Everyone from the CEO on down is super busy. There is a lot of work to do both internally and externally. With all the demands, time and attention is a scarcer resource than money.

That’s true for many of the leaders I work with. It can be really exciting when you’re running at a hundred miles per hour to get big things done. The challenge is that, in that kind of situation, it’s easy to lose sight of some basic truths about people that you just intuitively get when you’re not so absorbed by everything else you have to do.

Here, then, are three basic truths about people that busy leaders should not ignore:

People care about where you are and what you’re doing. – When you’re running hard, you’re likely to be in a lot of meetings and, possibly, on a lot of airplanes. You’re getting stuff done but it can feel to your team like you’re missing in action. Keep doing what you need to do but let them know what you’re doing and why you’re doing it. Set the context and tell the story. Nature abhors a vacuum. In the absence of solid information, people make stuff up. That’s hardly ever helpful. Avoid that by letting your people know where you are, what you’re doing and why you’re doing it.

People want predictability.  – To do their best work, most people need some amount of predictability. They need to know what’s expected of them, what others are working on and how it all hangs together. This is especially true for leadership teams. They need an operating rhythm that ensures that they can stay well informed and in sync with each other. That requires regular and consistent communications. It can be hard to stick with the rhythm of that when you’re running flat out, but it needs to be a priority. Without the predictability of that kind of communication, your team will likely lose their way.

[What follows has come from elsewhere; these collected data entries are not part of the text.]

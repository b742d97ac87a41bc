//! String similarity scoring.
//!
//! - `JaroWinkler`: the scorer used for matching. Rewards shared prefixes,
//!   which suits abbreviated and half-typed names.
//! - `Levenshtein`: normalized edit distance. Available as an alternative
//!   scorer, never used unless a caller asks for it.

use serde::{Deserialize, Serialize};

/// Similarity between two comparison keys, in `[0, 1]`.
///
/// Higher is more similar; identical non-empty strings score 1. The
/// built-in scorers give 0 whenever either key is empty.
pub trait Scorer {
    fn similarity(&self, a: &str, b: &str) -> f64;
}

impl<F> Scorer for F
where
    F: Fn(&str, &str) -> f64,
{
    fn similarity(&self, a: &str, b: &str) -> f64 {
        self(a, b)
    }
}

/// Jaro similarity with the Winkler common-prefix boost.
///
/// `score = jaro + prefix * scaling * (1 - jaro)` where `prefix` is the
/// length of the shared prefix, capped at `prefix_limit`. With `round` set,
/// scores are rounded to two decimals from their exact binary value, so
/// `0.845` (stored as `0.84499...`) rounds down to `0.84`.
#[derive(Clone, Copy, Debug, PartialEq, Serialize, Deserialize)]
pub struct JaroWinkler {
    /// Weight of each shared prefix character (default: 0.1).
    pub scaling: f64,
    /// Longest prefix that earns a boost (default: 4).
    pub prefix_limit: usize,
    /// Round scores to two decimals (default: true).
    pub round: bool,
}

impl Default for JaroWinkler {
    fn default() -> Self {
        Self {
            scaling: 0.1,
            prefix_limit: 4,
            round: true,
        }
    }
}

impl JaroWinkler {
    /// Set the prefix scaling factor.
    ///
    /// `scaling * prefix_limit` must not exceed 1 or scores leave `[0, 1]`.
    #[must_use]
    pub fn with_scaling(mut self, scaling: f64) -> Self {
        self.scaling = scaling;
        self
    }

    /// Disable or enable two-decimal rounding.
    #[must_use]
    pub fn with_rounding(mut self, round: bool) -> Self {
        self.round = round;
        self
    }
}

impl Scorer for JaroWinkler {
    fn similarity(&self, a: &str, b: &str) -> f64 {
        if a.is_empty() || b.is_empty() {
            return 0.0;
        }
        let jaro = strsim::jaro(a, b);
        let prefix = a
            .chars()
            .zip(b.chars())
            .take_while(|(x, y)| x == y)
            .take(self.prefix_limit)
            .count();

        let score = jaro + prefix as f64 * self.scaling * (1.0 - jaro);
        if self.round {
            round_hundredths(score)
        } else {
            score
        }
    }
}

/// Edit-distance similarity: `1 - distance / longer_length`.
#[derive(Clone, Copy, Debug, Default, PartialEq, Eq, Serialize, Deserialize)]
pub struct Levenshtein;

impl Scorer for Levenshtein {
    fn similarity(&self, a: &str, b: &str) -> f64 {
        if a.is_empty() || b.is_empty() {
            return 0.0;
        }
        strsim::normalized_levenshtein(a, b)
    }
}

// Decimal formatting rounds the exact stored value; scaling by 100 first
// would turn 0.84499... into 84.5 and round it up.
fn round_hundredths(score: f64) -> f64 {
    format!("{:.2}", score).parse().unwrap_or(score)
}

/// Minimum number of single-character insertions, deletions and
/// substitutions turning `a` into `b`.
#[must_use]
pub fn edit_distance(a: &str, b: &str) -> usize {
    strsim::levenshtein(a, b)
}

#[cfg(test)]
mod tests {
    use super::*;

    fn approx(a: f64, b: f64) -> bool {
        (a - b).abs() < 1e-9
    }

    #[test]
    fn test_identical() {
        let jw = JaroWinkler::default();
        assert!(approx(jw.similarity("bash", "bash"), 1.0));
    }

    #[test]
    fn test_disjoint() {
        let jw = JaroWinkler::default();
        assert!(approx(jw.similarity("abc", "xyz"), 0.0));
        assert!(approx(jw.similarity("", "bash"), 0.0));
    }

    #[test]
    fn test_classic_martha() {
        // jaro = 0.944..., shared prefix "mar" = 3
        let jw = JaroWinkler::default().with_rounding(false);
        assert!((jw.similarity("martha", "marhta") - 0.961_111).abs() < 1e-5);

        let rounded = JaroWinkler::default();
        assert!(approx(rounded.similarity("martha", "marhta"), 0.96));
    }

    #[test]
    fn test_prefix_capped() {
        // Prefix of 6 shared characters only counts for 4.
        let jw = JaroWinkler::default().with_rounding(false);
        let jaro = strsim::jaro("abcdefx", "abcdefy");
        let expected = jaro + 4.0 * 0.1 * (1.0 - jaro);
        assert!(approx(jw.similarity("abcdefx", "abcdefy"), expected));
    }

    #[test]
    fn test_prefix_rewarded() {
        let jw = JaroWinkler::default().with_rounding(false);
        let prefix_typo = jw.similarity("pommelstrike", "pommelstirke");
        let leading_typo = jw.similarity("pommelstrike", "opmmelstrike");
        assert!(prefix_typo > leading_typo);
    }

    #[test]
    fn test_scores_rounded_to_hundredths() {
        let jw = JaroWinkler::default();
        let score = jw.similarity("dualcast", "dualcsat");
        assert!(approx(score, (score * 100.0).round() / 100.0));
        assert!(score < 1.0);
    }

    #[test]
    fn test_empty_keys_score_zero() {
        let jw = JaroWinkler::default();
        assert_eq!(jw.similarity("", ""), 0.0);
        assert_eq!(jw.similarity("", "bash"), 0.0);
        assert_eq!(jw.similarity("bash", ""), 0.0);
        assert_eq!(Levenshtein.similarity("", ""), 0.0);
        assert_eq!(Levenshtein.similarity("", "bash"), 0.0);
    }

    #[test]
    fn test_round_hundredths_uses_stored_value() {
        assert_eq!(round_hundredths(0.845), 0.84);
        assert_eq!(round_hundredths(0.846), 0.85);
        assert_eq!(round_hundredths(0.8449), 0.84);
        assert_eq!(round_hundredths(1.0), 1.0);
        assert_eq!(round_hundredths(0.0), 0.0);
    }

    #[test]
    fn test_edit_distance() {
        assert_eq!(edit_distance("", ""), 0);
        assert_eq!(edit_distance("", "abc"), 3);
        assert_eq!(edit_distance("abc", ""), 3);
        assert_eq!(edit_distance("kitten", "sitting"), 3);
        assert_eq!(edit_distance("bash", "bash"), 0);
    }

    #[test]
    fn test_levenshtein_scorer() {
        assert!(approx(Levenshtein.similarity("bash", "bash"), 1.0));
        assert!(approx(Levenshtein.similarity("bash", "bask"), 0.75));
    }

    #[test]
    fn test_closure_scorer() {
        let exact = |a: &str, b: &str| if a == b { 1.0 } else { 0.0 };
        assert!(approx(exact.similarity("x", "x"), 1.0));
        assert!(approx(exact.similarity("x", "y"), 0.0));
    }
}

People will hardly ever speak up if you ask, “Are there any questions?” – How many times have you been in a town hall meeting (or, worse, leading one) when, after all the presentations, someone asks, “Are there any questions?” and the response is crickets. That’s because most people are never going to step up and ask the first question in front of a room. Again, that’s especially true when there is a lot going on and a lot of change. If you really want to know what people think (and you should), don’t ask, “Are there any questions?” Instead, ask “What are we missing?” or “What’s going on that we need to pay more attention to?” If you really want to grease the skids, pose one of those questions and then give people ten minutes to talk about it in small groups and then ask for some spokespeople from each group. You’ll almost certainly get better information that way.

So, be busy and get big stuff done. Just don’t ignore the basic truths about what people need while you’re doing it. Your team will be a lot more engaged and productive if you tend to what they need.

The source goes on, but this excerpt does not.